Like I suspected post-screening, Miriam Bale for W Magazine – one of only two black American critic at Cannes – suggests the response from African Americans may be trickier to pin down. Also referencing a certain sketch-show style (note: I read Bale’s piece after writing my own thoughts) put down to co-producer Jordan Peele’s influence, Bale notes that the standing ovation it received at Cannes was likely more for the way Lee “[reminds] viewers that there is a cartoonish racist in the White House right now”, before asking “But do we need reminding?” Upon its theatrical release in America, similar reviews have emerged. Candice Frederick’s review at Slate is headlined “Spike Lee Has Made a Black Movie for White Audiences – And That’s Okay”.


That’s not to say there aren’t genuine laughs that work as structural jokes. In fact, the central narrative device of Washington’s Dtv Stallworth speaking to David Duke over the phone, builds and builds to the most satisfying of the whole film. Still, I sat there watching BlacKkKlansman and felt uncomfortable being asked to laugh at all of this when I have no skin in this particular game. It made me feel sad and a little perplexed.


So often Lee’s films deal with the struggle within communities. How do people handle things when the call is coming from inside the house so to speak. It’s in these parts that BlacKkKlansman is at its strongest. There is a verve to the scenes in which Ron is undercover with the Black Student Union and has his beliefs challenged, struggling with ideas and concepts he has perhaps never heard verbalised quite so eloquently. His to-and-fro with anti-police Patrice (Spider-Man: Homecoming’s Laura Harrier who is fantastic), their debates about the ethics of supporting the police bubbling with both anger and sexual chemistry, are captivating. A sequence with civil rights activist and artist Harry Belafonte flanked by black power is Lee at his simple, refined best.

But BlacKkKlansman is obviously about the more full-throated segments of racist America. The KKK, the Nazis, the white nationalists. This is most obvious in its concluding moments that veer into non-fiction with news footage of the Charlottesville march with its chants of “Jews will not replace us” in a sea of white polo shirts and tiki torches. We then see video of drivers ploughing into protesters and the movie is then dedicated to Heather Heyer, which is understandable but also raises further questions. Seeing these on a big screen is really something. I almost wish Lee had made a documentary instead (BlacKkKlansman was filmed before those events).

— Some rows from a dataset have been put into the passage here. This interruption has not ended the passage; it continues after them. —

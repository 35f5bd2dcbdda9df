/// Sidebar filter controls and theme selector.
///
/// Every control writes through a `DashboardState` setter, which recomputes
/// the view before the next frame is drawn.
use crate::state::DashboardState;
use crate::theme::{FilmSleuthTheme, ThemeMode};
use egui::Ui;
use filmsleuth_core::model::MediaType;

pub fn filter_panel(ui: &mut Ui, state: &mut DashboardState, theme: &FilmSleuthTheme) {
    ui.heading("Filters");
    ui.add_space(6.0);

    // ── Release year ─────────────────────────────────────────────────
    if let (Some((lo, hi)), Some((mut from, mut to))) =
        (state.facets.year_span(), state.year_range())
    {
        ui.label(egui::RichText::new("Release year").strong());
        let mut changed = ui
            .add(egui::Slider::new(&mut from, lo..=hi).text("from"))
            .changed();
        changed |= ui
            .add(egui::Slider::new(&mut to, lo..=hi).text("to"))
            .changed();
        if changed {
            state.set_year_range(from, to);
        }
        ui.add_space(6.0);
    }

    // ── Rating ───────────────────────────────────────────────────────
    ui.label(egui::RichText::new("Minimum rating").strong());
    let mut min_rating = state.min_rating();
    if ui
        .add(egui::Slider::new(&mut min_rating, 0.0..=10.0).step_by(0.1))
        .changed()
    {
        state.set_min_rating(min_rating);
    }
    ui.add_space(6.0);

    // ── Type ─────────────────────────────────────────────────────────
    let mut media_type = state.predicate().media_type;
    egui::ComboBox::from_label("Type")
        .selected_text(media_type.map_or("All", MediaType::label))
        .show_ui(ui, |ui| {
            ui.selectable_value(&mut media_type, None, "All");
            ui.selectable_value(&mut media_type, Some(MediaType::Movie), MediaType::Movie.label());
            ui.selectable_value(&mut media_type, Some(MediaType::Show), MediaType::Show.label());
        });
    if media_type != state.predicate().media_type {
        state.set_media_type(media_type);
    }
    ui.add_space(6.0);

    // ── Genres / countries ───────────────────────────────────────────
    let genres = state.facets.genres.clone();
    egui::CollapsingHeader::new(format!("Genres ({} selected)", state.predicate().genres.len()))
        .default_open(true)
        .show(ui, |ui| {
            if genres.is_empty() {
                ui.label(egui::RichText::new("No genre column").color(theme.text_muted));
            }
            for genre in &genres {
                let mut checked = state.is_genre_selected(genre);
                if ui.checkbox(&mut checked, genre.as_str()).changed() {
                    state.toggle_genre(genre);
                }
            }
        });

    let countries = state.facets.countries.clone();
    egui::CollapsingHeader::new(format!(
        "Countries ({} selected)",
        state.predicate().countries.len()
    ))
    .default_open(countries.len() <= 12)
    .show(ui, |ui| {
        for country in &countries {
            let mut checked = state.is_country_selected(country);
            if ui.checkbox(&mut checked, country.as_str()).changed() {
                state.toggle_country(country);
            }
        }
    });

    ui.add_space(8.0);
    ui.separator();

    // ── Appearance ───────────────────────────────────────────────────
    ui.label(egui::RichText::new("Theme").strong());
    let mut mode = state.theme;
    ui.horizontal(|ui| {
        ui.radio_value(&mut mode, ThemeMode::Dark, ThemeMode::Dark.label());
        ui.radio_value(&mut mode, ThemeMode::Light, ThemeMode::Light.label());
    });
    if mode != state.theme {
        state.set_theme(mode);
    }
}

The film is often stylish (although the costume design does has that very particular odd cinematic quality of looking as if everybody purchased their wardrobe the day before the story takes place) and is really well-acted. I have no doubts that this will play well with audiences for the very reasons I feel it is lacking. Audiences will surely have a good laugh at these pathetic dolts of the KKK in the same way white audiences laughed at the exaggerated portrayals of African Americans in Birth of a Nation or Gone with the Wind, but as satire the jokes aren’t as witty as they should be. And as a work of political filmmaking it feels oddly congenial, lobbing grenades at low-hanging fruit. Its repurposing of a scene from Gone with the Wind is the closest it gets to chastising America for the low-key racism often found in popular culture. And then Alec Baldwin shows up as a bumbling racist named Dr Kennebrew Beaureguard for some reason. The finished product ultimately feels like that most rare of Spike Lee joints – blunted.